Most of my friends had left the country, so I went for a Christmas eve dinner with an Australian girl I had met in the lobby of the hotel. I don't think we ever spoke again, but the dinner of faux-Mexican food was good enough. Sitting on cushions on the floor, we were at one point given a platter of frozen "guacamole" - something the Australian girl immediately pointed out to the waiter. This being Nepal, though, the waiter was nonplussed, not realizing that guacamole was something that was not supposed to be frozen.

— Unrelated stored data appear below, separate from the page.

use axum::http::{HeaderMap, HeaderName, HeaderValue};
use serde::Deserialize;
use uuid::Uuid;
use validator::Validate;

pub const PAGINATION_COUNT: HeaderName = HeaderName::from_static("x-pagination-count");
pub const PAGINATION_OFFSET: HeaderName = HeaderName::from_static("x-pagination-offset");
pub const PAGINATION_LIMIT: HeaderName = HeaderName::from_static("x-pagination-limit");

/// Common query parameters of every list endpoint. `ids` is a repeatable
/// key (`?ids=..&ids=..`), hence `axum_extra::extract::Query` on the routes.
#[derive(Debug, Clone, Deserialize, Validate)]
#[serde(default)]
pub struct ListQuery {
    pub ids: Option<Vec<Uuid>>,
    #[validate(range(min = 1, max = 1000))]
    pub limit: i64,
    #[validate(range(min = 0_i64, max = 9_007_199_254_740_991_i64))]
    pub offset: i64,
}

impl Default for ListQuery {
    fn default() -> Self {
        Self {
            ids: None,
            limit: 30,
            offset: 0,
        }
    }
}

impl ListQuery {
    pub fn ids(&self) -> Option<&[Uuid]> {
        self.ids.as_deref()
    }
}

pub fn pagination_headers(count: i64, offset: i64, limit: i64) -> HeaderMap {
    let mut headers = HeaderMap::new();
    headers.insert(PAGINATION_COUNT, HeaderValue::from(count));
    headers.insert(PAGINATION_OFFSET, HeaderValue::from(offset));
    headers.insert(PAGINATION_LIMIT, HeaderValue::from(limit));
    headers
}

#[cfg(test)]
mod tests {
    use super::*;

    #[test]
    fn defaults_apply_when_params_absent() {
        let query: ListQuery = serde_json::from_str("{}").unwrap();
        assert_eq!(query.limit, 30);
        assert_eq!(query.offset, 0);
        assert!(query.ids.is_none());
        assert!(query.validate().is_ok());
    }

    #[test]
    fn limit_bounds_are_enforced() {
        let query = ListQuery {
            limit: 0,
            ..ListQuery::default()
        };
        assert!(query.validate().is_err());

        let query = ListQuery {
            limit: 1001,
            ..ListQuery::default()
        };
        assert!(query.validate().is_err());

        let query = ListQuery {
            limit: 1000,
            ..ListQuery::default()
        };
        assert!(query.validate().is_ok());
    }

    #[test]
    fn negative_offset_is_rejected() {
        let query = ListQuery {
            offset: -1,
            ..ListQuery::default()
        };
        assert!(query.validate().is_err());
    }
}
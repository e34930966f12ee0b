use sqlx::PgPool;
use uuid::Uuid;

use crate::dto::answer_dto::{CreateAnswerPayload, PatchAnswerPayload};
use crate::error::{Error, Result};
use crate::models::answer::Answer;
use crate::store::answer_store::AnswerStore;
use crate::store::question_store::QuestionStore;

#[derive(Clone)]
pub struct AnswerService {
    pool: PgPool,
}

impl AnswerService {
    pub fn new(pool: PgPool) -> Self {
        Self { pool }
    }

    pub async fn count(&self, guids: Option<&[Uuid]>) -> Result<i64> {
        let mut conn = self.pool.acquire().await?;
        AnswerStore::count(&mut conn, guids).await
    }

    pub async fn get_one(&self, guid: Uuid) -> Result<Answer> {
        let mut conn = self.pool.acquire().await?;
        AnswerStore::get_one(&mut conn, guid)
            .await?
            .ok_or_else(|| not_found(guid))
    }

    pub async fn get_multiple(
        &self,
        guids: Option<&[Uuid]>,
        limit: i64,
        offset: i64,
    ) -> Result<Vec<Answer>> {
        let mut conn = self.pool.acquire().await?;
        AnswerStore::get_multiple(&mut conn, guids, limit, offset).await
    }

    pub async fn create(&self, actor: Uuid, form: CreateAnswerPayload) -> Result<Answer> {
        let mut tx = self.pool.begin().await?;
        if !QuestionStore::exists(&mut tx, form.question_guid).await? {
            return Err(Error::NotFound(format!(
                "Question {} not found",
                form.question_guid
            )));
        }
        let answer = AnswerStore::create(&mut tx, actor, &form).await?;
        tx.commit().await?;

        tracing::info!(answer = %answer.guid, %actor, "answer created");
        Ok(answer)
    }

    pub async fn update(&self, actor: Uuid, guid: Uuid, form: CreateAnswerPayload) -> Result<Answer> {
        let mut tx = self.pool.begin().await?;
        AnswerStore::get_one(&mut tx, guid)
            .await?
            .ok_or_else(|| not_found(guid))?;
        let answer = AnswerStore::update(&mut tx, actor, guid, &form)
            .await?
            .ok_or_else(|| not_found(guid))?;
        tx.commit().await?;

        tracing::info!(answer = %guid, %actor, "answer updated");
        Ok(answer)
    }

    pub async fn patch(&self, actor: Uuid, guid: Uuid, form: PatchAnswerPayload) -> Result<Answer> {
        let mut tx = self.pool.begin().await?;
        AnswerStore::get_one(&mut tx, guid)
            .await?
            .ok_or_else(|| not_found(guid))?;
        let answer = AnswerStore::patch(&mut tx, actor, guid, &form)
            .await?
            .ok_or_else(|| not_found(guid))?;
        tx.commit().await?;

        tracing::info!(answer = %guid, %actor, "answer patched");
        Ok(answer)
    }

    pub async fn delete(&self, actor: Uuid, guid: Uuid) -> Result<()> {
        let mut tx = self.pool.begin().await?;
        AnswerStore::get_one(&mut tx, guid)
            .await?
            .ok_or_else(|| not_found(guid))?;
        AnswerStore::delete(&mut tx, actor, guid).await?;
        tx.commit().await?;

        tracing::info!(answer = %guid, %actor, "answer deleted");
        Ok(())
    }
}

fn not_found(guid: Uuid) -> Error {
    Error::NotFound(format!("Answer {} not found", guid))
}
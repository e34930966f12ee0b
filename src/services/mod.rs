pub mod answer_service;
pub mod auth_service;
pub mod question_service;
pub mod test_service;
pub mod user_service;
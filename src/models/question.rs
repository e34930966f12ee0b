use chrono::{DateTime, Utc};
use serde::{Deserialize, Serialize};
use sqlx::FromRow;
use uuid::Uuid;

use crate::models::answer::Answer;

#[derive(Debug, Clone, Serialize, Deserialize, FromRow)]
pub struct Question {
    pub guid: Uuid,
    pub test_guid: Uuid,
    pub title: String,
    #[sqlx(rename = "type")]
    #[serde(rename = "type")]
    pub kind: String,
    pub is_deleted: i32,
    pub created: DateTime<Utc>,
    pub updated: DateTime<Utc>,
    pub created_by: Uuid,
    pub updated_by: Uuid,
}

#[derive(Debug, Clone)]
pub struct QuestionWithAnswers {
    pub question: Question,
    pub answers: Vec<Answer>,
}
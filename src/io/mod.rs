// Copyright (c) 2025, Jason Jenkins
// SPDX-License-Identifier: BSD-3-Clause

//! I/O operations for map images and settings files.

pub mod clipboard;
pub mod media;
pub mod serialization;
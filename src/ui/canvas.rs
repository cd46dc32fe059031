// Copyright (c) 2025, Jason Jenkins
// SPDX-License-Identifier: BSD-3-Clause

//! Map canvas.
//!
//! Draws the fitted map surface, the calibration overlay and the
//! measurement markers, and reports clicks in surface coordinates.

use crate::config::Settings;
use crate::io::media::TARGET_SIZE;
use crate::models::segment::Point;
use crate::models::session::{InteractionMode, Session};
use crate::util::geometry::{end_caps, screen_to_surface, surface_to_screen};

/// Result of canvas interaction.
pub enum CanvasAction {
    None,
    /// A click, in surface pixel coordinates.
    Click(Point),
}

fn color(rgba: [u8; 4]) -> egui::Color32 {
    egui::Color32::from_rgba_unmultiplied(rgba[0], rgba[1], rgba[2], rgba[3])
}

/// Display the canvas area and handle mouse interactions.
pub fn show(
    ui: &mut egui::Ui,
    session: &Session,
    settings: &Settings,
    texture: Option<&egui::TextureHandle>,
    map_name: Option<&str>,
) -> CanvasAction {
    let mut action = CanvasAction::None;
    ui.style_mut().visuals.extreme_bg_color = egui::Color32::from_gray(40);

    let available_size = (ui.available_size() - egui::vec2(0.0, 24.0)).max(egui::vec2(1.0, 1.0));

    egui::Frame::canvas(ui.style()).show(ui, |ui| {
        ui.set_min_size(available_size);
        let area = egui::Rect::from_min_size(ui.min_rect().min, available_size);

        // Never upscale past the native surface size.
        let side = area.width().min(area.height()).min(TARGET_SIZE as f32).max(1.0);
        let surface_rect = egui::Rect::from_center_size(area.center(), egui::vec2(side, side));
        let rect_min = (surface_rect.min.x, surface_rect.min.y);

        let response = ui.allocate_rect(area, egui::Sense::click());
        if session.mode() != InteractionMode::None && response.hovered() {
            ui.ctx().set_cursor_icon(egui::CursorIcon::Crosshair);
        }

        if response.clicked() {
            if let Some(pos) = response.interact_pointer_pos() {
                // Without a map the session refuses the placement itself.
                if surface_rect.contains(pos) || texture.is_none() {
                    action = CanvasAction::Click(screen_to_surface(
                        (pos.x, pos.y),
                        rect_min,
                        side,
                        TARGET_SIZE,
                    ));
                }
            }
        }

        let Some(texture) = texture else {
            show_welcome(ui, area);
            return;
        };

        let painter = ui.painter_at(area);
        painter.image(
            texture.id(),
            surface_rect,
            egui::Rect::from_min_max(egui::pos2(0.0, 0.0), egui::pos2(1.0, 1.0)),
            egui::Color32::WHITE,
        );

        let to_screen = |p: &Point| {
            let (x, y) = surface_to_screen(p, rect_min, side, TARGET_SIZE);
            egui::pos2(x, y)
        };

        draw_reference_overlay(&painter, session, settings, &to_screen);
        draw_measurement_markers(&painter, session, settings, &to_screen);
    });

    // Status line
    ui.separator();
    ui.horizontal(|ui| {
        ui.label(format!("Mode: {}", session.mode().label()));
        ui.separator();
        match map_name {
            Some(name) => ui.label(format!("Map: {}", name)),
            None => ui.label("No map loaded"),
        };
    });

    action
}

/// Calibration line with perpendicular end caps, or lone grid endpoints.
fn draw_reference_overlay(
    painter: &egui::Painter,
    session: &Session,
    settings: &Settings,
    to_screen: &dyn Fn(&Point) -> egui::Pos2,
) {
    let stroke = egui::Stroke::new(settings.overlay.line_width, color(settings.overlay.color));
    let reference = session.calibration().reference();

    if let Some((start, end)) = reference.endpoints() {
        painter.line_segment([to_screen(&start), to_screen(&end)], stroke);
        for (c1, c2) in end_caps(&start, &end, settings.overlay.end_cap_length as f64) {
            painter.line_segment([to_screen(&c1), to_screen(&c2)], stroke);
        }
        return;
    }

    for point in [reference.a, reference.b].into_iter().flatten() {
        painter.circle_stroke(to_screen(&point), settings.overlay.end_cap_length / 2.0, stroke);
    }
}

fn draw_measurement_markers(
    painter: &egui::Painter,
    session: &Session,
    settings: &Settings,
    to_screen: &dyn Fn(&Point) -> egui::Pos2,
) {
    let measurement = session.calibration().measurement();
    let markers = [
        (measurement.a, settings.markers.start_color),
        (measurement.b, settings.markers.end_color),
    ];

    for (point, rgba) in markers {
        if let Some(point) = point {
            let pos = to_screen(&point);
            painter.circle_filled(pos, settings.markers.radius, color(rgba));
            painter.circle_stroke(
                pos,
                settings.markers.radius,
                egui::Stroke::new(1.0, egui::Color32::BLACK),
            );
        }
    }
}

/// Welcome message shown until a map is loaded.
fn show_welcome(ui: &mut egui::Ui, area: egui::Rect) {
    ui.allocate_ui_at_rect(area, |ui| {
        ui.centered_and_justified(|ui| {
            ui.vertical_centered(|ui| {
                ui.add_space(20.0);
                ui.heading(
                    egui::RichText::new("Rangefinder")
                        .size(32.0)
                        .color(egui::Color32::from_gray(200)),
                );
                ui.label(
                    egui::RichText::new("Map grid calibration and distance measurement")
                        .size(14.0)
                        .color(egui::Color32::from_gray(150)),
                );
                ui.add_space(20.0);
                ui.label(
                    egui::RichText::new("Open, paste or drop a map image")
                        .color(egui::Color32::from_gray(180)),
                );
                ui.add_space(10.0);
                ui.label(
                    egui::RichText::new("File → Open Map...")
                        .weak()
                        .color(egui::Color32::from_gray(130)),
                );
            });
        });
    });
}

For Christmas dinner, I went out with the sort of people one often sees in Nepal - a brother and sister about to embark on another chapter of their lives. Over yak steaks (because the Hindu faith of the majority of Nepal's residents are forbidden beef), the two future doctors described, with medical precision, the perfect hangover cure.

After parting ways with the Aussie siblings, I made my way through crowded streets to meet up with a friend who had actually managed to live in Nepal. She and many of her friends were out, enjoying Korean food, and the night went late. I stumbled back to my hotel room at some ungodly hour, possibly with food poisoning.

More than anything, the experience was a sad one. Over the past month, I said goodbye to many friends, without much chance of meeting many more. And though I could hardly say my Christmas was traditional, it fit with the larger experience of travelling. In foreign countries, tourists are drawn to each other like magnets, quickly forming friendships that dissolve just as suddenly.

Perched at the back of a rickety bus, I would sometimes be overcome by feelings of absolute loneliness and emptiness, a feeling that comes from switching locations, cultures, religions and languages every few weeks. My Nepali Christmas gave me a reprieve from those feelings, and I see that as a small grace.